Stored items
--------

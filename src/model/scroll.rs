//! Scroll-triggered continuation
//!
//! A headless stand-in for a visibility observer. The caller reports the viewport
//! and the position of the sentinel row (the last rendered row); the trigger says
//! when the sentinel has just become visible enough to warrant loading the next page.
//!
//! All geometry is in content coordinates: `offset` is how far the viewport has
//! scrolled from the top of the list, and a row's `top` is its distance from the
//! top of the list.

use serde::Deserialize;

/// Observation options
#[derive(Debug, Clone, Copy, PartialEq, Deserialize)]
pub struct ScrollOptions {
    /// Fraction of the sentinel that must be visible, `0.0..=1.0`
    #[serde(default = "ScrollOptions::default_threshold")]
    pub threshold: f32,
    /// Distance by which the viewport is grown on both ends before testing
    #[serde(default = "ScrollOptions::default_root_margin")]
    pub root_margin: f32,
}

impl ScrollOptions {
    fn default_threshold() -> f32 {
        0.1
    }

    fn default_root_margin() -> f32 {
        100.0
    }
}

impl Default for ScrollOptions {
    fn default() -> Self {
        Self {
            threshold: Self::default_threshold(),
            root_margin: Self::default_root_margin(),
        }
    }
}

/// The visible window onto the list
#[derive(Debug, Clone, Copy, Default, PartialEq)]
pub struct Viewport {
    pub offset: f32,
    pub height: f32,
}

impl Viewport {
    pub fn new(offset: f32, height: f32) -> Self {
        Self { offset, height }
    }
}

/// Position of the sentinel row
#[derive(Debug, Clone, Copy, Default, PartialEq)]
pub struct SentinelRect {
    pub top: f32,
    pub height: f32,
}

impl SentinelRect {
    pub fn new(top: f32, height: f32) -> Self {
        Self { top, height }
    }
}

/// What the list reports about itself when the trigger is evaluated
#[derive(Debug, Clone, Copy, PartialEq, Eq)]
pub struct LoadStatus {
    pub has_more: bool,
    pub in_flight: bool,
}

impl LoadStatus {
    fn can_load(&self) -> bool {
        self.has_more && !self.in_flight
    }
}

/// Fires once each time the sentinel crosses into view
#[derive(Debug, Clone, Default)]
pub struct ScrollTrigger {
    options: ScrollOptions,
    sentinel: Option<String>,
    intersecting: bool,
}

impl ScrollTrigger {
    pub fn new(options: ScrollOptions) -> Self {
        Self {
            options,
            sentinel: None,
            intersecting: false,
        }
    }

    pub fn options(&self) -> ScrollOptions {
        self.options
    }

    /// Key of the row currently observed
    pub fn sentinel(&self) -> Option<&str> {
        self.sentinel.as_deref()
    }

    pub fn is_observing(&self) -> bool {
        self.sentinel.is_some()
    }

    /// Attach to the row identified by `key`
    ///
    /// Re-attaching to a different row starts a fresh observation. Returns whether the
    /// observed row changed.
    pub fn observe(&mut self, key: impl Into<String>) -> bool {
        let key = key.into();
        if self.sentinel.as_deref() == Some(key.as_str()) {
            return false;
        }
        log::trace!("Observing sentinel {key}");
        self.sentinel = Some(key);
        self.intersecting = false;
        true
    }

    /// Stop observing; a disconnected trigger never fires
    pub fn disconnect(&mut self) {
        if let Some(key) = self.sentinel.take() {
            log::trace!("Disconnected sentinel {key}");
        }
        self.intersecting = false;
    }

    /// Follow the current last row of the list
    ///
    /// `None` (an empty list) disconnects.
    pub fn sync_sentinel(&mut self, last_key: Option<&str>) -> bool {
        match last_key {
            Some(key) => self.observe(key),
            None => {
                let was_observing = self.is_observing();
                self.disconnect();
                was_observing
            }
        }
    }

    /// Fraction of `rect` inside the margin-expanded `viewport`
    pub fn visible_ratio(&self, viewport: Viewport, rect: SentinelRect) -> f32 {
        let root_top = viewport.offset - self.options.root_margin;
        let root_bottom = viewport.offset + viewport.height + self.options.root_margin;
        let rect_bottom = rect.top + rect.height;

        if rect.height <= 0.0 {
            return if rect.top >= root_top && rect.top <= root_bottom {
                1.0
            } else {
                0.0
            };
        }

        let overlap = rect_bottom.min(root_bottom) - rect.top.max(root_top);
        (overlap.max(0.0) / rect.height).min(1.0)
    }

    /// Evaluate the trigger for the current geometry
    ///
    /// Returns `true` exactly once per crossing into view, and only if the list can
    /// load more at that moment. A crossing that happens while loading is impossible
    /// is consumed without firing.
    pub fn check(&mut self, viewport: Viewport, rect: SentinelRect, status: LoadStatus) -> bool {
        if self.sentinel.is_none() {
            return false;
        }

        let ratio = self.visible_ratio(viewport, rect);
        let now_intersecting = ratio > 0.0 && ratio >= self.options.threshold;
        let crossed = now_intersecting && !self.intersecting;
        self.intersecting = now_intersecting;

        crossed && status.can_load()
    }
}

--------

## What to produce
Please return exactly the lines from the opening line of the data above through the line with "Fraction of the", both included and nothing else.

## Response to the exercise
filename src/model/scroll.rs
//! Scroll-triggered continuation
//!
//! A headless stand-in for a visibility observer. The caller reports the viewport
//! and the position of the sentinel row (the last rendered row); the trigger says
//! when the sentinel has just become visible enough to warrant loading the next page.
//!
//! All geometry is in content coordinates: `offset` is how far the viewport has
//! scrolled from the top of the list, and a row's `top` is its distance from the
//! top of the list.

use serde::Deserialize;

/// Observation options
#[derive(Debug, Clone, Copy, PartialEq, Deserialize)]
pub struct ScrollOptions {
    /// Fraction of the sentinel that must be visible, `0.0..=1.0`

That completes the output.